EXHIBIT 3.1

FIRST AMENDMENT

TO

AMENDED AND RESTATED BYLAWS

OF

LIVE NATION, INC.

Incorporated under the Laws of the State of Delaware

This First Amendment to Amended and Restated Bylaws of Live Nation, Inc. adopted December 21, 2005 (the “Bylaws”) hereby amends the Bylaws in the following respects:

1. Article V, Section 5.1 is hereby amended and restated in its entirety as follows:

“SECTION 5.1 Stock Certificates and Transfers. The interest of each stockholder of the corporation may be evidenced by certificates for shares of stock in such form as the appropriate officers of the corporation may from time to time prescribe, or may be represented by uncertificated shares of stock. Subject to the satisfaction of any additional requirements specified in the Certificate of Incorporation, the shares of the stock of the corporation shall be transferred on the books of the corporation by the holder thereof in person or by his or her attorney, and, in the case of certificated shares, upon surrender for cancellation of certificates for at least the same number of shares, with an assignment and power of transfer endorsed thereon or attached thereto, duly executed, with such proof of the authenticity of the signature as the corporation or its agents may reasonably require.

Certificates of stock shall be signed, countersigned and registered in such manner as the Board of Directors may by resolution prescribe, which resolution may permit all or any of the signatures on such certificates to be in facsimile.
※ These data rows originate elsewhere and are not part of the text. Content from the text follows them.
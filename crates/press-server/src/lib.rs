//! HTTP service for Press document rendering.
//!
//! Routes:
//!
//! - `POST /render/pdf`, `POST /render/docx`: JSON `{markdown, filename?, css?}`
//! - `POST /render/pdf-raw`, `POST /render/docx-raw`: same body read as raw
//!   bytes, with JSON errors for malformed input
//! - `GET /health`: status and capability flags
//! - `GET /`: service description
//!
//! Successful renders answer with the document bytes and
//! `Content-Disposition: attachment`. Failures answer with
//! `{"error": ..., "kind": ...}`: 400 for invalid input, 503 when no backend
//! could produce the document, 500 otherwise.
//!
//! Rendering is blocking and runs on tokio's blocking pool.
//!
//! # Quick Start
//!
//! ```ignore
//! use std::sync::Arc;
//! use press_document::Pipeline;
//! use press_server::{ServerConfig, run_server};
//!
//! #[tokio::main]
//! async fn main() {
//!     let config = press_config::Config::default();
//!     let pipeline = Arc::new(Pipeline::from_config(&config));
//!     run_server(ServerConfig::from_config(&config, "1.0.0".to_owned()), pipeline)
//!         .await
//!         .unwrap();
//! }
//! ```

mod app;
mod error;
mod handlers;
mod middleware;
mod sanitize;
mod state;

use std::net::SocketAddr;
use std::str::FromStr;
use std::sync::Arc;

use press_document::Pipeline;
use state::AppState;

/// Server configuration.
#[derive(Clone, Debug)]
pub struct ServerConfig {
    /// Host address to bind to.
    pub host: String,
    /// Port to listen on.
    pub port: u16,
    /// Version reported by `GET /`.
    pub version: String,
}

impl Default for ServerConfig {
    fn default() -> Self {
        Self {
            host: "127.0.0.1".to_owned(),
            port: 8000,
            version: String::new(),
        }
    }
}

impl ServerConfig {
    /// Take host and port from the `[server]` section.
    #[must_use]
    pub fn from_config(config: &press_config::Config, version: String) -> Self {
        Self {
            host: config.server.host.clone(),
            port: config.server.port,
            version,
        }
    }
}

/// Run the server until Ctrl-C.
///
/// # Errors
///
/// Returns an error if the address is invalid or the listener cannot bind.
pub async fn run_server(
    config: ServerConfig,
    pipeline: Arc<Pipeline>,
) -> Result<(), Box<dyn std::error::Error>> {
    let state = Arc::new(AppState {
        pipeline,
        version: config.version.clone(),
    });
    let app = app::create_router(state);

    let addr = SocketAddr::from_str(&format!("{}:{}", config.host, config.port))?;
    tracing::info!(address = %addr, "Starting server");

    let listener = tokio::net::TcpListener::bind(addr).await?;
    axum::serve(listener, app)
        .with_graceful_shutdown(shutdown_signal())
        .await?;

    Ok(())
}

/// Wait for Ctrl-C.
async fn shutdown_signal() {
    if let Err(e) = tokio::signal::ctrl_c().await {
        tracing::error!(error = %e, "Failed to listen for shutdown signal");
        std::future::pending::<()>().await;
    }
    tracing::info!("Shutdown signal received, stopping server");
}
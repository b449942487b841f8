//! Per-request scratch directories.

use std::path::{Path, PathBuf};

use tempfile::TempDir;

use crate::ExecError;

/// Temporary directory owned by a single conversion.
///
/// Removed on drop on every exit path. A failed removal is logged and
/// otherwise ignored.
#[derive(Debug)]
pub struct ScratchDir {
    dir: Option<TempDir>,
    path: PathBuf,
}

impl ScratchDir {
    /// Create a fresh directory under the system temp dir.
    pub fn new(prefix: &str) -> Result<Self, ExecError> {
        let dir = tempfile::Builder::new()
            .prefix(prefix)
            .tempdir()
            .map_err(|source| ExecError::Io {
                path: std::env::temp_dir(),
                source,
            })?;
        let path = dir.path().to_path_buf();
        Ok(Self {
            dir: Some(dir),
            path,
        })
    }

    /// Directory path.
    #[must_use]
    pub fn path(&self) -> &Path {
        &self.path
    }

    /// Path of `name` inside the directory.
    #[must_use]
    pub fn file(&self, name: &str) -> PathBuf {
        self.path.join(name)
    }

    /// Write `contents` to `name` and return its path.
    pub fn write(&self, name: &str, contents: impl AsRef<[u8]>) -> Result<PathBuf, ExecError> {
        let path = self.file(name);
        std::fs::write(&path, contents).map_err(|source| ExecError::Io {
            path: path.clone(),
            source,
        })?;
        Ok(path)
    }

    /// Read `name` back, or `None` if it was never produced.
    pub fn read(&self, name: &str) -> Result<Option<Vec<u8>>, ExecError> {
        let path = self.file(name);
        match std::fs::read(&path) {
            Ok(bytes) => Ok(Some(bytes)),
            Err(e) if e.kind() == std::io::ErrorKind::NotFound => Ok(None),
            Err(source) => Err(ExecError::Io { path, source }),
        }
    }
}

impl Drop for ScratchDir {
    fn drop(&mut self) {
        if let Some(dir) = self.dir.take()
            && let Err(e) = dir.close()
        {
            tracing::warn!(
                path = %self.path.display(),
                error = %e,
                "Failed to remove scratch directory"
            );
        }
    }
}

#[cfg(test)]
mod tests {
    use super::*;
    use pretty_assertions::assert_eq;

    #[test]
    fn test_write_and_read() {
        let scratch = ScratchDir::new("press-test-").unwrap();
        let path = scratch.write("input.md", "# Hello").unwrap();
        assert!(path.starts_with(scratch.path()));
        assert_eq!(scratch.read("input.md").unwrap(), Some(b"# Hello".to_vec()));
    }

    #[test]
    fn test_read_missing_is_none() {
        let scratch = ScratchDir::new("press-test-").unwrap();
        assert_eq!(scratch.read("never-written.pdf").unwrap(), None);
    }

    #[test]
    fn test_removed_on_drop() {
        let scratch = ScratchDir::new("press-test-").unwrap();
        scratch.write("a.txt", "a").unwrap();
        let path = scratch.path().to_path_buf();
        assert!(path.exists());
        drop(scratch);
        assert!(!path.exists());
    }

    #[test]
    fn test_removed_on_error_path() {
        fn failing(path: &mut PathBuf) -> Result<(), ExecError> {
            let scratch = ScratchDir::new("press-test-")?;
            *path = scratch.path().to_path_buf();
            scratch.write("partial.png", [0u8; 4])?;
            Err(ExecError::Timeout {
                program: "mmdc".to_owned(),
                timeout: std::time::Duration::from_secs(1),
            })
        }

        let mut path = PathBuf::new();
        assert!(failing(&mut path).is_err());
        assert!(!path.as_os_str().is_empty());
        assert!(!path.exists());
    }
}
In case any officer, transfer agent or registrar who has signed or whose facsimile signature has been placed upon a certificate has ceased to be such officer, transfer agent or registrar before such certificate is issued, it may be issued by the corporation with the same effect as if he or she were such officer, transfer agent or registrar at the date of issue.”

2. Article V, Section 5.3 is hereby amended and restated in its entirety as follows:

“SECTION 5.3 Lost, Stolen or Destroyed Certificates. No certificate for shares of stock in the corporation or uncertificated shares of stock shall be issued in place of any certificate alleged to have been lost, destroyed or stolen, except on production of such evidence of such loss, destruction or theft and on delivery to the corporation of a bond of indemnity in such amount, upon such terms and secured by such surety, as the Board of Directors, or any financial officer of the corporation, may in its, or his or her, discretion require.”

Adopted as of December 18, 2007.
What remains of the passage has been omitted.